I had the names within the hour. When the twenty signers asked me why I was running, I just said, “To fire the principal and assistant principal.” That was my entire platform on Day One, and it seemed to play well, at least to twenty citizens.
“What about college?” my mother asked, perplexed when I told her I had decided to run for school board. “How can you serve on the school board and go to the University of Detroit?”
“I guess if I win, I’ll go to U of M in Flint.” She liked the sound of that. If I won, I would not be leaving home. My parents were not the type to kick you out at eighteen (though that is when my sisters would leave). They did not like to see us go.

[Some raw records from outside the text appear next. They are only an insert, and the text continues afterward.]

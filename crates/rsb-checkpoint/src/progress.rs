//! Per-run resumable cursor.
//!
//! The pipeline writes a progress record every N processed products; a run
//! that crashes mid-batch resumes by skipping every CCOD lexically at or
//! below `last_processed_ccod` of the newest surviving record. Records are
//! deleted on clean completion and garbage-collected after 7 days.

use std::fs;
use std::path::{Path, PathBuf};

use anyhow::{Context, Result};
use chrono::{DateTime, Duration, Utc};
use rsb_schemas::ProgressCheckpoint;
use tracing::{debug, warn};
use uuid::Uuid;

pub const GC_AGE_DAYS: i64 = 7;

pub struct ProgressCheckpointStore {
    dir: PathBuf,
}

impl ProgressCheckpointStore {
    pub fn new(base_dir: &Path) -> Self {
        Self {
            dir: base_dir.join("progress"),
        }
    }

    fn path_for(&self, sync_id: Uuid) -> PathBuf {
        self.dir.join(format!("{sync_id}.json"))
    }

    pub fn save(&self, cp: &ProgressCheckpoint) -> Result<()> {
        let bytes = serde_json::to_vec_pretty(cp).context("serialize progress checkpoint")?;
        crate::write_atomic(&self.path_for(cp.sync_id), &bytes)?;
        debug!(sync_id = %cp.sync_id, ccod = %cp.last_processed_ccod, "progress checkpoint saved");
        Ok(())
    }

    /// Delete the record for a cleanly finished run. Missing file is fine.
    pub fn delete(&self, sync_id: Uuid) -> Result<()> {
        match fs::remove_file(self.path_for(sync_id)) {
            Ok(()) => Ok(()),
            Err(e) if e.kind() == std::io::ErrorKind::NotFound => Ok(()),
            Err(e) => Err(e).with_context(|| format!("delete progress {sync_id}")),
        }
    }

    /// The newest non-expired record left behind by an earlier run, if any.
    /// Unreadable records are skipped with a warning, never fatal.
    pub fn load_resumable(&self, now: DateTime<Utc>) -> Option<ProgressCheckpoint> {
        let mut newest: Option<ProgressCheckpoint> = None;
        for cp in self.read_all() {
            if now - cp.timestamp > Duration::days(GC_AGE_DAYS) {
                continue;
            }
            match &newest {
                Some(best) if best.timestamp >= cp.timestamp => {}
                _ => newest = Some(cp),
            }
        }
        newest
    }

    /// Remove records older than [`GC_AGE_DAYS`]. Returns how many were
    /// deleted.
    pub fn gc(&self, now: DateTime<Utc>) -> Result<usize> {
        let mut removed = 0;
        for cp in self.read_all() {
            if now - cp.timestamp > Duration::days(GC_AGE_DAYS) {
                self.delete(cp.sync_id)?;
                removed += 1;
            }
        }
        Ok(removed)
    }

    fn read_all(&self) -> Vec<ProgressCheckpoint> {
        let entries = match fs::read_dir(&self.dir) {
            Ok(e) => e,
            Err(_) => return Vec::new(),
        };
        let mut out = Vec::new();
        for entry in entries.flatten() {
            let path = entry.path();
            if path.extension().and_then(|e| e.to_str()) != Some("json") {
                continue;
            }
            match fs::read(&path).ok().and_then(|b| serde_json::from_slice(&b).ok()) {
                Some(cp) => out.push(cp),
                None => {
                    warn!(path = %path.display(), "skipping unreadable progress checkpoint");
                }
            }
        }
        out
    }
}

#[cfg(test)]
mod tests {
    use super::*;
    use chrono::TimeZone;
    use rsb_schemas::SyncStats;

    fn cp(sync_id: Uuid, ccod: &str, ts: DateTime<Utc>) -> ProgressCheckpoint {
        ProgressCheckpoint {
            sync_id,
            timestamp: ts,
            last_processed_ccod: ccod.into(),
            processed_count: 10,
            total_count: 100,
            batch_number: 1,
            stats: SyncStats::default(),
        }
    }

    fn ts(day: u32) -> DateTime<Utc> {
        Utc.with_ymd_and_hms(2025, 6, day, 12, 0, 0).unwrap()
    }

    #[test]
    fn save_load_delete_cycle() {
        let dir = tempfile::tempdir().unwrap();
        let store = ProgressCheckpointStore::new(dir.path());
        let id = Uuid::new_v4();

        store.save(&cp(id, "B100", ts(10))).unwrap();
        let loaded = store.load_resumable(ts(11)).unwrap();
        assert_eq!(loaded.last_processed_ccod, "B100");

        store.delete(id).unwrap();
        assert!(store.load_resumable(ts(11)).is_none());
    }

    #[test]
    fn newest_record_wins() {
        let dir = tempfile::tempdir().unwrap();
        let store = ProgressCheckpointStore::new(dir.path());
        store.save(&cp(Uuid::new_v4(), "A100", ts(9))).unwrap();
        store.save(&cp(Uuid::new_v4(), "C300", ts(10))).unwrap();
        assert_eq!(store.load_resumable(ts(11)).unwrap().last_processed_ccod, "C300");
    }

    #[test]
    fn expired_records_are_not_resumable_and_gc_removes_them() {
        let dir = tempfile::tempdir().unwrap();
        let store = ProgressCheckpointStore::new(dir.path());
        store.save(&cp(Uuid::new_v4(), "A100", ts(1))).unwrap();
        store.save(&cp(Uuid::new_v4(), "B200", ts(20))).unwrap();

        // Day 28: the day-1 record is past the 7-day window.
        assert_eq!(store.load_resumable(ts(28)).unwrap().last_processed_ccod, "B200");
        assert_eq!(store.gc(ts(28)).unwrap(), 1);
    }

    #[test]
    fn delete_missing_is_ok() {
        let dir = tempfile::tempdir().unwrap();
        let store = ProgressCheckpointStore::new(dir.path());
        store.delete(Uuid::new_v4()).unwrap();
    }

    #[test]
    fn rewriting_same_sync_id_replaces() {
        let dir = tempfile::tempdir().unwrap();
        let store = ProgressCheckpointStore::new(dir.path());
        let id = Uuid::new_v4();
        store.save(&cp(id, "A100", ts(10))).unwrap();
        store.save(&cp(id, "A200", ts(10))).unwrap();
        assert_eq!(store.load_resumable(ts(11)).unwrap().last_processed_ccod, "A200");
    }
}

I returned the next day to the school board office and turned in my petition. Word soon spread through town that “a hippie” had qualified to be on the June ballot. I set a goal of knocking on every door in the school district. I handed voters a flyer that I had written up outlining my feelings about education and about the Davison schools specifically. I told people the administrators in the high school had to go. I’m guessing this frightened most parents.
But there were some in town who were delighted with the idea of a young person on the school board. OK, they were all under twenty-five.

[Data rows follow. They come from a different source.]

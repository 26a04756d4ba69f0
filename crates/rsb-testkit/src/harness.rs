//! Scenario harness: a full [`SyncContext`] over the in-memory fakes, a
//! manual clock, and a temp checkpoint directory.

use std::collections::HashMap;
use std::sync::Arc;

use chrono::{DateTime, TimeZone, Utc};
use rsb_catalog::TaxonomyResolver;
use rsb_checkpoint::{ProgressCheckpointStore, RunHistoryStore, UpdateCheckpointStore};
use rsb_clock::ManualClock;
use rsb_config::Settings;
use rsb_lock::MemoryLockStore;
use rsb_runtime::{ChangeDetector, OrderIngestPipeline, SyncContext};
use rsb_schemas::ItemRow;
use rust_decimal_macros::dec;
use tokio_util::sync::CancellationToken;

use crate::{MemoryCommerce, MemoryRms};

pub struct TestHarness {
    pub ctx: Arc<SyncContext>,
    pub rms: Arc<MemoryRms>,
    pub commerce: Arc<MemoryCommerce>,
    pub lock_store: Arc<MemoryLockStore>,
    pub clock: Arc<ManualClock>,
    pub detector: ChangeDetector,
    /// Owns the checkpoint directory for the harness lifetime.
    pub dir: tempfile::TempDir,
}

impl TestHarness {
    /// Harness anchored at `now`, with settings tuned for tests (small
    /// batches, short timeouts, checkpointing every 2 products).
    pub fn at(now: DateTime<Utc>) -> Self {
        Self::at_with(now, &[])
    }

    /// Like [`TestHarness::at`] but with extra env overrides.
    pub fn at_with(now: DateTime<Utc>, overrides: &[(&str, &str)]) -> Self {
        let dir = tempfile::tempdir().expect("tempdir");
        let mut env = base_env(&dir);
        for (k, v) in overrides {
            env.insert((*k).into(), (*v).into());
        }
        Self::with_env(now, env, dir)
    }

    fn with_env(now: DateTime<Utc>, env: HashMap<String, String>, dir: tempfile::TempDir) -> Self {
        let settings = Settings::from_map(&env).expect("test settings");

        let rms = Arc::new(MemoryRms::new());
        let commerce = Arc::new(MemoryCommerce::new());
        let lock_store = Arc::new(MemoryLockStore::new());
        let clock = Arc::new(ManualClock::at(now));

        let checkpoint_dir = settings.checkpoint.file_path.clone();
        let ctx = Arc::new(SyncContext {
            clock: Arc::clone(&clock) as Arc<dyn rsb_clock::Clock>,
            rms: Arc::clone(&rms) as Arc<dyn rsb_rms::RmsRepository>,
            commerce: Arc::clone(&commerce) as Arc<dyn rsb_commerce::CommerceClient>,
            lock_store: Arc::clone(&lock_store) as Arc<dyn rsb_lock::LockStore>,
            taxonomy: Arc::new(TaxonomyResolver::new()),
            update_checkpoint: Arc::new(UpdateCheckpointStore::new(
                &checkpoint_dir,
                settings.checkpoint.success_threshold,
                settings.checkpoint.default_days,
            )),
            progress: Arc::new(ProgressCheckpointStore::new(&checkpoint_dir)),
            history: Arc::new(RunHistoryStore::new(&checkpoint_dir)),
            settings,
            shutdown: CancellationToken::new(),
        });

        let detector = ChangeDetector::new(Arc::clone(&ctx));

        Self {
            ctx,
            rms,
            commerce,
            lock_store,
            clock,
            detector,
            dir,
        }
    }

    pub fn order_pipeline(&self) -> OrderIngestPipeline {
        OrderIngestPipeline::new(Arc::clone(&self.ctx))
    }

    /// Convenience anchor used by most scenarios: 2025-01-15 12:00 UTC.
    pub fn default_now() -> DateTime<Utc> {
        Utc.with_ymd_and_hms(2025, 1, 15, 12, 0, 0).unwrap()
    }
}

fn base_env(dir: &tempfile::TempDir) -> HashMap<String, String> {
    let mut env: HashMap<String, String> = HashMap::new();
    for (k, v) in [
        ("RMS_DB_HOST", "unused"),
        ("RMS_DB_DATABASE", "unused"),
        ("RMS_DB_USER", "unused"),
        ("RMS_DB_PASSWORD", "unused"),
        ("COMMERCE_SHOP_URL", "https://shop.test"),
        ("COMMERCE_TOKEN", "test-token"),
        ("SYNC_BATCH_SIZE", "2"),
        ("SYNC_MAX_CONCURRENT_JOBS", "2"),
        ("SYNC_CHECKPOINT_INTERVAL", "2"),
        ("STORE_ID", "7"),
    ] {
        env.insert(k.into(), v.into());
    }
    env.insert(
        "CHECKPOINT_FILE_PATH".into(),
        dir.path().to_string_lossy().into_owned(),
    );
    env
}

/// One well-formed `View_Items` row; scenarios override what they need.
pub fn item_row(item_id: i64, sku: &str, ccod: &str, last_updated: DateTime<Utc>) -> ItemRow {
    ItemRow {
        item_id,
        sku: sku.into(),
        ccod: ccod.into(),
        description: "Tee".into(),
        familia: "Ropa".into(),
        categoria: "Blusas".into(),
        extended_category: String::new(),
        genero: "Mujer".into(),
        color: "Red".into(),
        talla: "M".into(),
        price: dec!(10.00),
        sale_price: None,
        sale_start: None,
        sale_end: None,
        quantity: 5,
        stock_a: 3,
        stock_b: 2,
        tax: dec!(0.13),
        barcode: None,
        last_updated,
    }
}
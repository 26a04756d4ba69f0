//! Shared text helpers: accent folding and tokenization for slugs and
//! taxonomy scoring.

/// Fold the accented characters that actually occur in RMS master data
/// (Spanish + Portuguese Latin-1 range) to their ASCII base letter.
/// Everything else passes through unchanged.
pub fn fold_accents(input: &str) -> String {
    input
        .chars()
        .map(|c| match c {
            'á' | 'à' | 'ä' | 'â' | 'ã' => 'a',
            'Á' | 'À' | 'Ä' | 'Â' | 'Ã' => 'A',
            'é' | 'è' | 'ë' | 'ê' => 'e',
            'É' | 'È' | 'Ë' | 'Ê' => 'E',
            'í' | 'ì' | 'ï' | 'î' => 'i',
            'Í' | 'Ì' | 'Ï' | 'Î' => 'I',
            'ó' | 'ò' | 'ö' | 'ô' | 'õ' => 'o',
            'Ó' | 'Ò' | 'Ö' | 'Ô' | 'Õ' => 'O',
            'ú' | 'ù' | 'ü' | 'û' => 'u',
            'Ú' | 'Ù' | 'Ü' | 'Û' => 'U',
            'ñ' => 'n',
            'Ñ' => 'N',
            'ç' => 'c',
            'Ç' => 'C',
            other => other,
        })
        .collect()
}

/// Lowercase, accent-folded alphanumeric tokens.
pub fn tokenize(input: &str) -> Vec<String> {
    fold_accents(input)
        .to_lowercase()
        .split(|c: char| !c.is_alphanumeric())
        .filter(|t| !t.is_empty())
        .map(|t| t.to_string())
        .collect()
}

#[cfg(test)]
mod tests {
    use super::*;

    #[test]
    fn folds_spanish_accents() {
        assert_eq!(fold_accents("Pantalón Niña"), "Pantalon Nina");
        assert_eq!(fold_accents("Canción"), "Cancion");
    }

    #[test]
    fn leaves_ascii_alone() {
        assert_eq!(fold_accents("Shoes 23.5"), "Shoes 23.5");
    }

    #[test]
    fn tokenize_splits_and_lowercases() {
        assert_eq!(tokenize("Zapatos de Niño"), vec!["zapatos", "de", "nino"]);
        assert_eq!(tokenize("  "), Vec::<String>::new());
        assert_eq!(tokenize("T-Shirt/Polo"), vec!["t", "shirt", "polo"]);
    }
}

And then there was the majority, the ones who noticed I had long hair. The week I began to campaign, the racist governor of Alabama, George C. Wallace, won the Michigan Democratic Presidential primary. Not a good sign for me and my chances. (This was also my very first time voting. I cast my first vote ever as a citizen for Congresswoman Shirley Chisholm for president.)
The Chamber of Commerce types in town were appalled at the thought of me, a kid, winning, as were many of the Protestant pastors, the local rednecks, and the pro-war crowd (which was made up of all of the above).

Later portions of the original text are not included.